Она же надменно и красиво,
Как то теченье Куросиво,
По хутору не шла – плескалась,
Красою девичьей нас сводя с ума…
У каждого из нас в жизни была, а может быть, и есть своя «Зойка», но Зоя Михайлюк была Единственная. То не важно, что прошли годы, то не важно, что мы обзавелись жёнами с другими именами, детьми, внуками и правнуками. Важно, что у каждого мужчины была своя «Зойка Михайлючка» – символ детской, отроческой или юношеской любви.
Два претендента на ту дивчину в нашем хуторе были: Колька, по кличке «Робинзон» и Мишка, по кличке «Федькин-Мотькин». Мишек в хуторе было много, но такой «Федькин-Мотькин» – один! Тогда пиара с фотокамерами ещё не было, поэтому «посмотрим» тот бой «глазами очевидца».
На обёрточной ржаво-жёлтой бумаге, в которую дед Филипп по кличке «Рипях» заворачивал копчёную им рыбу для начальства, его внук – Шурка по кличке «Профэсор» сотворил коряво-красивое объявление:
«Сегодня у клуби до кино «Тахир и Зухра» будэ кулачка про мэж Мыколою Робинзоном и Мишкою Фэдькиным-Мотькиным за Зойку Мыхайлючку».
Заболтав муки в ведре с водою, «Профэсор» на борту здоровенной фурманки, которую тягали быки Бздюха и Блоха, прилепил болтушкою объявление. Быки, роняя пену с губ на пыльную дорогу, от жары и лени еле тянули ноги по полям, где – кто косил, а кто – снопы вязали. Шурка Омелько по кликухе «Дурка» правила быками:
– Гэй-й! Шоб вы повыздыхалы, прокляти! …Цоб! Цоб, Бздюха!
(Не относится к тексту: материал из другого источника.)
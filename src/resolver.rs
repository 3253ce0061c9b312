//! Subnet resolution for a cluster.
//!
//! Cache-or-fetch the cluster's subnets, then narrow them by the caller's
//! [`Constraints`].

use crate::cache::{spawn_sweeper, CacheStats, TtlCache};
use crate::config::ResolverConfig;
use crate::error::{InventoryError, ResolveError};
use crate::filter::apply_constraints;
use crate::inventory::{discovery_filter, InventoryFetcher};
use crate::models::{Constraints, Subnet};
use std::sync::Arc;
use std::time::Duration;
use tokio_util::sync::CancellationToken;

/// Cache of discovered subnets keyed by cluster name.
pub type SubnetCache = TtlCache<Arc<Vec<Subnet>>>;

/// Resolves the subnets a cluster may place nodes in.
///
/// Concurrent misses for the same cluster each query the inventory; the last
/// one to finish is what stays cached.
pub struct SubnetResolver<F> {
    fetcher: F,
    cache: Arc<SubnetCache>,
    sweeper: CancellationToken,
}

impl<F: InventoryFetcher> SubnetResolver<F> {
    /// Build a resolver with its own cache.
    ///
    /// Must be called from within a Tokio runtime: the cache sweeper is spawned
    /// here and stopped when the resolver is dropped.
    pub fn new(fetcher: F, config: ResolverConfig) -> Self {
        let cache = Arc::new(TtlCache::new(config.cache_ttl));
        Self::with_cache(fetcher, cache, config.cleanup_interval)
    }

    /// Build a resolver around an existing cache, e.g. one shared with another resolver.
    ///
    /// Entries are stored with the cache's own default TTL. Only one of the
    /// resolvers sharing a cache needs a sweeper; pass a zero
    /// `cleanup_interval` to the others.
    ///
    /// # Arguments
    /// * `fetcher` - Inventory queried on a cache miss
    /// * `cache` - Cache keyed by cluster name
    /// * `cleanup_interval` - Sweep period, zero for no sweeper
    pub fn with_cache(fetcher: F, cache: Arc<SubnetCache>, cleanup_interval: Duration) -> Self {
        let sweeper = spawn_sweeper(cache.clone(), cleanup_interval);
        SubnetResolver {
            fetcher,
            cache,
            sweeper,
        }
    }

    /// Subnets of `cluster` that satisfy `constraints`, in inventory order.
    ///
    /// Only a cache miss may suspend. Cancelling `cancel` aborts the inventory
    /// query and yields [`ResolveError::Discovery`]; nothing is cached then.
    pub async fn get(
        &self,
        cancel: &CancellationToken,
        cluster: &str,
        constraints: &Constraints,
    ) -> Result<Vec<Subnet>, ResolveError> {
        let candidates = self.candidates(cancel, cluster).await?;
        Ok(apply_constraints(&candidates, constraints))
    }

    async fn candidates(
        &self,
        cancel: &CancellationToken,
        cluster: &str,
    ) -> Result<Arc<Vec<Subnet>>, ResolveError> {
        if let Some(subnets) = self.cache.get(cluster) {
            log::debug!("cache hit for cluster {cluster}: {} subnets", subnets.len());
            return Ok(subnets);
        }
        log::debug!("cache miss for cluster {cluster}");

        let filter = discovery_filter(cluster);
        let fetched = tokio::select! {
            biased;
            _ = cancel.cancelled() => Err(InventoryError::Cancelled),
            result = self.fetcher.fetch(&filter) => result,
        };
        let subnets = match fetched {
            Ok(subnets) => Arc::new(subnets),
            Err(source) => {
                log::warn!("Failed discovering subnets for cluster {cluster}: {source}");
                return Err(ResolveError::Discovery {
                    cluster: cluster.to_string(),
                    source,
                });
            }
        };

        log::info!(
            "Successfully discovered {} subnets for cluster {cluster}",
            subnets.len()
        );
        self.cache.insert(cluster, subnets.clone());
        Ok(subnets)
    }

    /// Forget the cached subnets of `cluster`, the next `get` refetches.
    pub fn invalidate(&self, cluster: &str) -> bool {
        self.cache.remove(cluster)
    }

    pub fn cache(&self) -> &Arc<SubnetCache> {
        &self.cache
    }

    pub fn cache_stats(&self) -> CacheStats {
        self.cache.stats()
    }
}

impl<F> Drop for SubnetResolver<F> {
    fn drop(&mut self) {
        self.sweeper.cancel();
    }
}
Куда ты вэрнэш, зараза проклята?!
А бык, громада страшенна, презрев все от шуркиной хворостины боли, с дороги в поле люцерны потянул фуру с Шуркой и Блохой вместе.
– Цабэ! Цабэ, Блоха! А тэбэ куда, чёртяка, тянэ?!
Хорошо что ехал объездчик, дед Гнат, да батогом и матом выгнал быков из люцерны, а то бы точно пообдулись.
Кое-как добралась Шурка до людей с опалёнными лицами и потрескавшимися от полуденного жара солнца губами. И все, читая объявление, радовались предстоящему представлению и, конечно же, улучшали показатели в труде, как-то было принято в стране строящегося, развитого и победившего социализма.